Posted on Tue Apr 29th, 2025 @ 11:46pm by Crewman Mateo Gardel & Lieutenant JG Riaothren (Ren) ch'Shaorhs

3,335 words; about a 17 minute read

Mission: To Boldly Go
Location: Holodeck, Deck 9, USS Fenrir

[ON - Continued from Part 2. And, now, the conclusion]

"I can relate to that. I mean it's what makes you, you. It is enough for now. Why don't we start by becoming friends? It doesn't have to be anything more, but I think we could both use a friend."
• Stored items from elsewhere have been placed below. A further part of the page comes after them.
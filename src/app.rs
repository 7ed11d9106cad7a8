//! Top-level application orchestration.
//!
//! `src/main.rs` is intentionally tiny; this module is the "real main" that:
//! - parses CLI arguments
//! - initialises logging
//! - loads and validates the YAML config
//! - runs the pipeline and prints the summary

use clap::Parser;
use tracing_subscriber::EnvFilter;

use crate::cli::{Cli, Command, ConfigArgs};
use crate::config::PipelineConfig;
use crate::error::AppError;

pub mod pipeline;
pub mod progress;

/// Entry point for the `wellplate` binary.
pub fn run() -> Result<(), AppError> {
    // `wellplate plate.yaml` is shorthand for `wellplate run plate.yaml`.
    let argv = rewrite_args(std::env::args().collect());
    let cli = Cli::parse_from(argv);

    init_logging(cli.log_filter());

    match cli.command {
        Command::Run(args) => handle_run(&args),
        Command::Validate(args) => handle_validate(&args),
    }
}

/// `RUST_LOG` (also read from `.env`) takes precedence over `-v`.
fn init_logging(default_filter: &str) {
    dotenvy::dotenv().ok();
    let filter = EnvFilter::try_from_default_env().unwrap_or_else(|_| EnvFilter::new(default_filter));
    tracing_subscriber::fmt()
        .with_env_filter(filter)
        .with_writer(std::io::stderr)
        .with_target(false)
        .init();
}

fn handle_run(args: &ConfigArgs) -> Result<(), AppError> {
    let config = PipelineConfig::from_yaml_file(&args.config)?;
    let output = pipeline::run_pipeline(&config, &progress::TracingProgress)?;
    println!("{}", crate::report::format_run_summary(&output, &config));
    Ok(())
}

fn handle_validate(args: &ConfigArgs) -> Result<(), AppError> {
    let config = PipelineConfig::from_yaml_file(&args.config)?;
    println!("{}", crate::report::format_validation(&config));
    Ok(())
}

/// Rewrite argv so a bare config path runs the pipeline.
///
/// Rules:
/// - `wellplate plate.yaml ...`     -> `wellplate run plate.yaml ...`
/// - `wellplate -v plate.yaml`      -> `wellplate -v run plate.yaml`
/// - subcommands, `--help`, `--version` and an empty argv are left alone
fn rewrite_args(mut argv: Vec<String>) -> Vec<String> {
    let Some(pos) = argv.iter().skip(1).position(|a| !is_verbosity_flag(a)).map(|p| p + 1) else {
        return argv;
    };

    let arg = argv[pos].as_str();
    let is_subcommand = matches!(arg, "run" | "validate" | "help");
    if is_subcommand || arg.starts_with('-') {
        return argv;
    }

    argv.insert(pos, "run".to_string());
    argv
}

fn is_verbosity_flag(arg: &str) -> bool {
    arg == "--verbose" || (arg.len() > 1 && arg.starts_with('-') && arg[1..].chars().all(|c| c == 'v'))
}
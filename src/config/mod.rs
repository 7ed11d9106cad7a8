//! Pipeline configuration loaded from YAML.
//!
//! The document is parsed leniently (required sections are `Option`s) and then
//! validated, so a missing section is reported by name rather than as a
//! generic deserialization failure. Validation also checks that every plot
//! refers to a data source the configuration can actually produce.

use std::path::{Path, PathBuf};

use serde::Deserialize;

use crate::domain::{ConditionSet, PlotSource, RenameMap, SheetLayout};
use crate::error::AppError;
use crate::plot::parse_color;

/// Sheet names inside the workbook.
#[derive(Debug, Clone, PartialEq, Eq)]
pub struct SheetsConfig {
    pub od600: String,
    pub fluorescence: String,
}

/// Fluorescein dilution series used to convert RFU to MEFL.
#[derive(Debug, Clone, PartialEq, Deserialize)]
pub struct CalibrationConfig {
    pub fluorescein_calibration_wells: Vec<String>,
    pub fluorescein_micromolar_concentration: Vec<f64>,
    pub microliters_in_wells: f64,
    #[serde(default)]
    pub background_well: Option<String>,
    /// File name of the regression plot.
    pub calibration_plot: String,
}

/// One requested line plot.
#[derive(Debug, Clone, PartialEq, Deserialize)]
pub struct PlotSpec {
    pub source: PlotSource,
    pub columns: Vec<String>,
    pub title: String,
    pub units: String,
    pub filename: String,
    #[serde(default)]
    pub colors: Option<Vec<String>>,
    #[serde(default)]
    pub labels: Option<Vec<String>>,
    #[serde(default)]
    pub name: Option<String>,
}

impl PlotSpec {
    /// Name used in messages: `name` if given, else the file name.
    pub fn display_name(&self) -> &str {
        self.name.as_deref().unwrap_or(&self.filename)
    }
}

/// Fully validated configuration of one run.
#[derive(Debug, Clone, PartialEq)]
pub struct PipelineConfig {
    pub file_path: PathBuf,
    pub sheets: SheetsConfig,
    pub rename_map: RenameMap,
    pub plots: Vec<PlotSpec>,
    pub output_folder: PathBuf,
    pub overflow_replacement: Option<f64>,
    pub calibration: Option<CalibrationConfig>,
    pub conditions: Option<ConditionSet>,
    pub layout: SheetLayout,
}

#[derive(Debug, Deserialize)]
struct RawConfig {
    file_path: Option<PathBuf>,
    sheets: Option<RawSheets>,
    rename_map: Option<RenameMap>,
    plotting: Option<RawPlotting>,
    #[serde(default)]
    output_folder: Option<PathBuf>,
    #[serde(default)]
    clean: RawClean,
    #[serde(default)]
    calibration: Option<CalibrationConfig>,
    #[serde(default)]
    conditions: Option<RawConditions>,
    #[serde(default)]
    layout: SheetLayout,
}

#[derive(Debug, Deserialize)]
struct RawSheets {
    od600: Option<String>,
    fluorescence: Option<String>,
}

#[derive(Debug, Default, Deserialize)]
struct RawPlotting {
    #[serde(default)]
    plots: Vec<PlotSpec>,
}

#[derive(Debug, Default, Deserialize)]
struct RawClean {
    #[serde(default)]
    replacement: Option<f64>,
}

#[derive(Debug, Deserialize)]
#[serde(untagged)]
enum RawConditions {
    List(Vec<String>),
    Keyword(ConditionsKeyword),
}

#[derive(Debug, Deserialize)]
#[serde(rename_all = "lowercase")]
enum ConditionsKeyword {
    /// Derive conditions from the rename map's target names.
    Auto,
}

/// Default for `output_folder`.
pub const DEFAULT_OUTPUT_FOLDER: &str = "results";

impl PipelineConfig {
    /// Read and validate a YAML config file.
    ///
    /// Relative `file_path` / `output_folder` resolve against the file's directory.
    pub fn from_yaml_file(path: &Path) -> Result<Self, AppError> {
        let text = std::fs::read_to_string(path).map_err(|e| AppError::io("Failed to read config", path, e))?;
        let base = path.parent().unwrap_or_else(|| Path::new(""));
        Self::from_yaml_str(&text, base)
            .map_err(|e| AppError::config(format!("Invalid config '{}': {e}", path.display())))
    }

    /// Parse and validate YAML text; relative paths resolve against `base_dir`.
    pub fn from_yaml_str(text: &str, base_dir: &Path) -> Result<Self, AppError> {
        let raw: RawConfig = serde_yaml::from_str(text).map_err(|e| AppError::config(e.to_string()))?;
        let config = Self::from_raw(raw, base_dir)?;
        config.validate()?;
        Ok(config)
    }

    fn from_raw(raw: RawConfig, base_dir: &Path) -> Result<Self, AppError> {
        let file_path = raw.file_path.ok_or_else(|| missing_section("file_path"))?;
        let sheets = raw.sheets.ok_or_else(|| missing_section("sheets"))?;
        let rename_map = raw.rename_map.ok_or_else(|| missing_section("rename_map"))?;
        let plotting = raw.plotting.ok_or_else(|| missing_section("plotting"))?;

        let sheets = SheetsConfig {
            od600: sheets.od600.ok_or_else(|| missing_key("sheets.od600"))?,
            fluorescence: sheets.fluorescence.ok_or_else(|| missing_key("sheets.fluorescence"))?,
        };

        let conditions = match raw.conditions {
            None => None,
            Some(RawConditions::List(names)) if names.is_empty() => None,
            Some(RawConditions::List(names)) => Some(ConditionSet::from_names(names)),
            Some(RawConditions::Keyword(ConditionsKeyword::Auto)) => Some(ConditionSet::from_rename_map(&rename_map)),
        };

        let output_folder = raw
            .output_folder
            .unwrap_or_else(|| PathBuf::from(DEFAULT_OUTPUT_FOLDER));

        Ok(Self {
            file_path: resolve(base_dir, file_path),
            sheets,
            rename_map,
            plots: plotting.plots,
            output_folder: resolve(base_dir, output_folder),
            overflow_replacement: raw.clean.replacement,
            calibration: raw.calibration,
            conditions,
            layout: raw.layout,
        })
    }

    fn validate(&self) -> Result<(), AppError> {
        if self.layout.metadata_columns == 0 {
            return Err(AppError::config(
                "layout.metadata_columns must be at least 1 (the time column).",
            ));
        }
        if let Some(r) = self.overflow_replacement {
            if !r.is_finite() {
                return Err(AppError::config("clean.replacement must be a finite number."));
            }
        }
        for plot in &self.plots {
            self.validate_plot(plot)?;
        }
        Ok(())
    }

    fn validate_plot(&self, plot: &PlotSpec) -> Result<(), AppError> {
        let name = plot.display_name();
        if plot.source.needs_calibration() && self.calibration.is_none() {
            return Err(AppError::config(format!(
                "Plot '{name}': source '{}' requires a `calibration` section.",
                plot.source
            )));
        }
        if plot.source.needs_conditions() && self.conditions.is_none() {
            return Err(AppError::config(format!(
                "Plot '{name}': source '{}' requires `conditions`.",
                plot.source
            )));
        }
        if plot.columns.is_empty() {
            return Err(AppError::config(format!("Plot '{name}': `columns` is empty.")));
        }
        if let Some(labels) = &plot.labels {
            if labels.len() != plot.columns.len() {
                return Err(AppError::config(format!(
                    "Plot '{name}': {} labels for {} columns.",
                    labels.len(),
                    plot.columns.len()
                )));
            }
        }
        if let Some(colors) = &plot.colors {
            if colors.len() < plot.columns.len() {
                return Err(AppError::config(format!(
                    "Plot '{name}': {} colors for {} columns.",
                    colors.len(),
                    plot.columns.len()
                )));
            }
            for color in colors {
                parse_color(color)
                    .ok_or_else(|| AppError::config(format!("Plot '{name}': unknown color '{color}'.")))?;
            }
        }
        Ok(())
    }

    /// Names of the sources this configuration makes available.
    pub fn available_sources(&self) -> Vec<PlotSource> {
        PlotSource::ALL
            .into_iter()
            .filter(|s| !s.needs_calibration() || self.calibration.is_some())
            .filter(|s| !s.needs_conditions() || self.conditions.is_some())
            .collect()
    }
}

fn missing_section(name: &str) -> AppError {
    AppError::config(format!("Missing required config section: {name}"))
}

fn missing_key(name: &str) -> AppError {
    AppError::config(format!("Missing required config key: {name}"))
}

fn resolve(base: &Path, path: PathBuf) -> PathBuf {
    if path.is_absolute() { path } else { base.join(path) }
}
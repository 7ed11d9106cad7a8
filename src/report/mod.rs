//! Terminal summaries of a run.
//!
//! Formatting lives here so the pipeline returns plain data and the CLI only prints.

use crate::app::pipeline::PipelineOutput;
use crate::config::PipelineConfig;
use crate::domain::MeasurementTable;

/// Format the summary printed after `wellplate run`.
pub fn format_run_summary(output: &PipelineOutput, config: &PipelineConfig) -> String {
    let mut out = String::new();
    let stats = &output.stats;

    out.push_str("=== wellplate - plate reader analysis ===\n");
    out.push_str(&format!("Input: {}\n", config.file_path.display()));
    out.push_str(&format!(
        "Sheets: OD600='{}' ({} columns) | fluorescence='{}' ({} columns)\n",
        config.sheets.od600, stats.od_columns, config.sheets.fluorescence, stats.fluorescence_columns
    ));
    out.push_str(&format!(
        "Timepoints: {} (dropped {} incomplete rows) | overflow cells: {}\n",
        stats.timepoints, stats.dropped_rows, stats.overflow_cells
    ));

    match &output.calibration {
        Some(curve) => {
            out.push_str("\nCalibration (RFU -> MEFL):\n");
            out.push_str(&format!("- slope    : {:.4e}\n", curve.slope));
            out.push_str(&format!("- intercept: {:.4e}\n", curve.intercept));
            out.push_str(&format!("- R²       : {:.6}\n", curve.r_squared));
        }
        None => out.push_str("\nCalibration: none (raw RFU)\n"),
    }

    if let Some(conditions) = &config.conditions {
        let names: Vec<&str> = conditions.iter().collect();
        out.push_str(&format!("\nConditions: {}\n", names.join(", ")));
    }

    if let Some(table) = &output.normalized_mefl_average {
        out.push_str("\nNormalized MEFL at last timepoint:\n");
        out.push_str(&format_last_row(table));
    }

    out.push_str(&format!("\nOutputs ({}):\n", output.artifacts.len()));
    for path in &output.artifacts {
        out.push_str(&format!("- {}\n", path.display()));
    }

    out
}

/// Format the result of `wellplate validate`.
pub fn format_validation(config: &PipelineConfig) -> String {
    let mut out = String::new();
    out.push_str("Config OK\n");
    out.push_str(&format!("- input        : {}\n", config.file_path.display()));
    out.push_str(&format!("- output folder: {}\n", config.output_folder.display()));
    out.push_str(&format!(
        "- calibration  : {}\n",
        if config.calibration.is_some() { "yes" } else { "no" }
    ));
    out.push_str(&format!(
        "- conditions   : {}\n",
        config.conditions.as_ref().map_or(0, |c| c.len())
    ));
    out.push_str(&format!("- plots        : {}\n", config.plots.len()));
    let sources: Vec<&str> = config.available_sources().into_iter().map(|s| s.name()).collect();
    out.push_str(&format!("- sources      : {}\n", sources.join(", ")));
    out
}

fn format_last_row(table: &MeasurementTable) -> String {
    let mut out = String::new();
    let Some(row) = table.n_rows().checked_sub(1) else {
        return out;
    };
    out.push_str(&format!("{:<24} {:>14}\n", "condition", format!("t={:.2}h", table.index()[row])));
    out.push_str(&format!("{:-<24} {:-<14}\n", "", ""));
    for column in table.columns() {
        let value = column.values[row].map_or_else(|| "-".to_string(), |v| format!("{v:.4e}"));
        out.push_str(&format!("{:<24} {:>14}\n", truncate(&column.name, 24), value));
    }
    out
}

fn truncate(s: &str, max: usize) -> String {
    if s.chars().count() <= max {
        return s.to_string();
    }
    let mut out: String = s.chars().take(max.saturating_sub(1)).collect();
    out.push('.');
    out
}
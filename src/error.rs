//! Application error type.
//!
//! Every variant maps to a process exit code so `main` can stay tiny:
//!
//! - `2`: configuration, I/O, sheet reading
//! - `3`: data and alignment problems in the measurements
//! - `4`: degenerate calibration, plot rendering

use std::path::{Path, PathBuf};

use thiserror::Error;

#[derive(Debug, Error)]
pub enum AppError {
    #[error("{0}")]
    Config(String),

    #[error("{context} '{}': {source}", path.display())]
    Io {
        context: &'static str,
        path: PathBuf,
        #[source]
        source: std::io::Error,
    },

    #[error("{0}")]
    Sheet(String),

    #[error("{0}")]
    Alignment(String),

    #[error("{0}")]
    Data(String),

    #[error("Degenerate calibration regression: {0}")]
    DegenerateRegression(String),

    #[error("Failed to render plot '{file}': {message}")]
    Plot { file: String, message: String },
}

impl AppError {
    pub fn config(message: impl Into<String>) -> Self {
        Self::Config(message.into())
    }

    pub fn io(context: &'static str, path: &Path, source: std::io::Error) -> Self {
        Self::Io {
            context,
            path: path.to_path_buf(),
            source,
        }
    }

    pub fn exit_code(&self) -> u8 {
        match self {
            AppError::Config(_) | AppError::Io { .. } | AppError::Sheet(_) => 2,
            AppError::Alignment(_) | AppError::Data(_) => 3,
            AppError::DegenerateRegression(_) | AppError::Plot { .. } => 4,
        }
    }
}

#[cfg(test)]
mod tests {
    use super::*;

    #[test]
    fn exit_codes_follow_error_family() {
        assert_eq!(AppError::config("x").exit_code(), 2);
        assert_eq!(AppError::Alignment("x".into()).exit_code(), 3);
        assert_eq!(AppError::DegenerateRegression("x".into()).exit_code(), 4);
    }

    #[test]
    fn io_error_names_the_path() {
        let err = AppError::io(
            "Failed to create export CSV",
            Path::new("out/MEFL.csv"),
            std::io::Error::other("disk full"),
        );
        let msg = err.to_string();
        assert!(msg.contains("out/MEFL.csv"), "{msg}");
        assert!(msg.contains("disk full"), "{msg}");
    }
}
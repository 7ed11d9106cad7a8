use std::process::ExitCode;

fn main() -> ExitCode {
    match wellplate::app::run() {
        Ok(()) => ExitCode::SUCCESS,
        Err(err) => {
            eprintln!("{err}");
            ExitCode::from(err.exit_code())
        }
    }
}
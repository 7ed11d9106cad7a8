//! Staged publishing of run outputs.
//!
//! Files are written into a hidden staging directory next to the output folder
//! and only moved into the output folder once the whole run has succeeded. A
//! failed run drops the staging directory, so the output folder never mixes
//! fresh files from early stages with stale files from a previous run.
//!
//! Publishing first sets aside every file it is about to replace, plus any
//! retired output names this run did not produce, then moves the new files in.
//! If a move fails, the new files are removed and the set-aside ones restored.

use std::path::{Component, Path, PathBuf};

use tempfile::TempDir;

use crate::error::AppError;

pub struct StagedOutputs {
    staging: TempDir,
    parent: PathBuf,
    target: PathBuf,
    files: Vec<PathBuf>,
}

impl StagedOutputs {
    /// Create a staging directory for outputs that will land in `target`.
    pub fn new(target: &Path) -> Result<Self, AppError> {
        let parent = match target.parent() {
            Some(p) if !p.as_os_str().is_empty() => p.to_path_buf(),
            _ => PathBuf::from("."),
        };
        std::fs::create_dir_all(&parent).map_err(|e| AppError::io("Failed to create directory", &parent, e))?;
        let staging = tempfile::Builder::new()
            .prefix(".wellplate-staging-")
            .tempdir_in(&parent)
            .map_err(|e| AppError::io("Failed to create staging directory in", &parent, e))?;
        Ok(Self {
            staging,
            parent,
            target: target.to_path_buf(),
            files: Vec::new(),
        })
    }

    /// Staging path for an output file; `file_name` is relative to the output folder.
    pub fn path_for(&mut self, file_name: &str) -> Result<PathBuf, AppError> {
        let rel = Path::new(file_name);
        let is_plain_relative = !file_name.is_empty() && rel.components().all(|c| matches!(c, Component::Normal(_)));
        if !is_plain_relative {
            return Err(AppError::config(format!(
                "Output file name '{file_name}' must be a relative path inside the output folder."
            )));
        }
        let path = self.staging.path().join(rel);
        if let Some(parent) = path.parent() {
            std::fs::create_dir_all(parent).map_err(|e| AppError::io("Failed to create directory", parent, e))?;
        }
        if !self.files.iter().any(|f| f == rel) {
            self.files.push(rel.to_path_buf());
        }
        Ok(path)
    }

    /// Move every staged file into the output folder. Returns the final paths.
    ///
    /// Files in the output folder named in `retired` that this run did not
    /// produce are removed; anything else already there is left alone.
    pub fn publish(self, retired: &[&str]) -> Result<Vec<PathBuf>, AppError> {
        std::fs::create_dir_all(&self.target).map_err(|e| AppError::io("Failed to create output folder", &self.target, e))?;
        let previous = tempfile::Builder::new()
            .prefix(".wellplate-previous-")
            .tempdir_in(&self.parent)
            .map_err(|e| AppError::io("Failed to create staging directory in", &self.parent, e))?;

        let mut set_aside = Vec::new();
        let mut placed = Vec::new();
        match self.swap_in(retired, previous.path(), &mut set_aside, &mut placed) {
            Ok(()) => Ok(placed.iter().map(|rel| self.target.join(rel)).collect()),
            Err(err) => {
                self.roll_back(previous.path(), &set_aside, &placed);
                Err(err)
            }
        }
    }

    fn swap_in(
        &self,
        retired: &[&str],
        previous: &Path,
        set_aside: &mut Vec<PathBuf>,
        placed: &mut Vec<PathBuf>,
    ) -> Result<(), AppError> {
        let stale = retired
            .iter()
            .map(Path::new)
            .filter(|rel| !self.files.iter().any(|f| f == rel));
        for rel in self.files.iter().map(PathBuf::as_path).chain(stale) {
            let existing = self.target.join(rel);
            if !existing.is_file() {
                continue;
            }
            let aside = previous.join(rel);
            create_parent(&aside)?;
            std::fs::rename(&existing, &aside).map_err(|e| AppError::io("Failed to set aside previous output", &existing, e))?;
            set_aside.push(rel.to_path_buf());
        }

        for rel in &self.files {
            let from = self.staging.path().join(rel);
            let to = self.target.join(rel);
            create_parent(&to)?;
            std::fs::rename(&from, &to).map_err(|e| AppError::io("Failed to publish output", &to, e))?;
            placed.push(rel.clone());
        }
        Ok(())
    }

    /// Best effort: the original error is what gets reported.
    fn roll_back(&self, previous: &Path, set_aside: &[PathBuf], placed: &[PathBuf]) {
        for rel in placed {
            std::fs::remove_file(self.target.join(rel)).ok();
        }
        for rel in set_aside {
            std::fs::rename(previous.join(rel), self.target.join(rel)).ok();
        }
    }
}

fn create_parent(path: &Path) -> Result<(), AppError> {
    match path.parent() {
        Some(parent) => std::fs::create_dir_all(parent).map_err(|e| AppError::io("Failed to create directory", parent, e)),
        None => Ok(()),
    }
}

#[cfg(test)]
mod tests {
    use super::*;

    #[test]
    fn publish_moves_files_into_target() {
        let root = tempfile::tempdir().unwrap();
        let target = root.path().join("results");
        let mut staged = StagedOutputs::new(&target).unwrap();
        std::fs::write(staged.path_for("a.csv").unwrap(), "x").unwrap();
        std::fs::write(staged.path_for("plots/b.svg").unwrap(), "y").unwrap();
        assert!(!target.exists());

        let published = staged.publish(&[]).unwrap();
        assert_eq!(published.len(), 2);
        assert_eq!(std::fs::read_to_string(target.join("plots/b.svg")).unwrap(), "y");
        // Staging directory is gone; only `results` remains in the parent.
        let entries: Vec<_> = std::fs::read_dir(root.path()).unwrap().collect();
        assert_eq!(entries.len(), 1);
    }

    #[test]
    fn dropping_without_publish_leaves_nothing() {
        let root = tempfile::tempdir().unwrap();
        let target = root.path().join("results");
        {
            let mut staged = StagedOutputs::new(&target).unwrap();
            std::fs::write(staged.path_for("a.csv").unwrap(), "x").unwrap();
        }
        assert_eq!(std::fs::read_dir(root.path()).unwrap().count(), 0);
    }

    #[test]
    fn escaping_file_names_are_rejected() {
        let root = tempfile::tempdir().unwrap();
        let mut staged = StagedOutputs::new(&root.path().join("out")).unwrap();
        assert!(staged.path_for("../evil.csv").is_err());
        assert!(staged.path_for("/etc/evil.csv").is_err());
        assert!(staged.path_for("").is_err());
    }

    #[test]
    fn publish_replaces_outputs_and_removes_retired_names() {
        let root = tempfile::tempdir().unwrap();
        let target = root.path().join("results");
        std::fs::create_dir_all(&target).unwrap();
        std::fs::write(target.join("a.csv"), "old").unwrap();
        std::fs::write(target.join("MEFL.csv"), "old").unwrap();
        std::fs::write(target.join("notes.txt"), "mine").unwrap();

        let mut staged = StagedOutputs::new(&target).unwrap();
        std::fs::write(staged.path_for("a.csv").unwrap(), "new").unwrap();
        staged.publish(&["a.csv", "MEFL.csv", "calibration.json"]).unwrap();

        assert_eq!(std::fs::read_to_string(target.join("a.csv")).unwrap(), "new");
        assert!(!target.join("MEFL.csv").exists());
        assert_eq!(std::fs::read_to_string(target.join("notes.txt")).unwrap(), "mine");
        assert_eq!(std::fs::read_dir(root.path()).unwrap().count(), 1);
    }

    #[test]
    fn failed_publish_restores_previous_outputs() {
        let root = tempfile::tempdir().unwrap();
        let target = root.path().join("results");
        std::fs::create_dir_all(&target).unwrap();
        std::fs::write(target.join("a.csv"), "old").unwrap();
        std::fs::write(target.join("MEFL.csv"), "old").unwrap();

        let mut staged = StagedOutputs::new(&target).unwrap();
        std::fs::write(staged.path_for("a.csv").unwrap(), "new").unwrap();
        // `b.csv` is registered but never written, so moving it in fails.
        staged.path_for("b.csv").unwrap();
        assert!(staged.publish(&["MEFL.csv"]).is_err());

        assert_eq!(std::fs::read_to_string(target.join("a.csv")).unwrap(), "old");
        assert_eq!(std::fs::read_to_string(target.join("MEFL.csv")).unwrap(), "old");
        assert!(!target.join("b.csv").exists());
        assert_eq!(std::fs::read_dir(root.path()).unwrap().count(), 1);
    }
}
"Oh, please don't take this the wrong way. I'm mostly saying it because, as I've already mentioned, I'm a smart ass. But you're kind of cute when you blush."

Mateo’s lips parted as if to speak, but nothing came out right away. The compliment landed like a misaligned data packet—received, acknowledged, but not fully parsed. His ears were warm, definitely warmer than they had been, and he could feel the color lingering in his face, which only made it worse. His instinct was to retreat, mentally and physically, to tuck himself behind sarcasm or feigned indifference. But Ren’s tone hadn’t been teasing in the usual sense—it was gentle, almost admiring. Mateo didn’t know what to do with that, so he did what he always did: he tried not to make a thing out of it.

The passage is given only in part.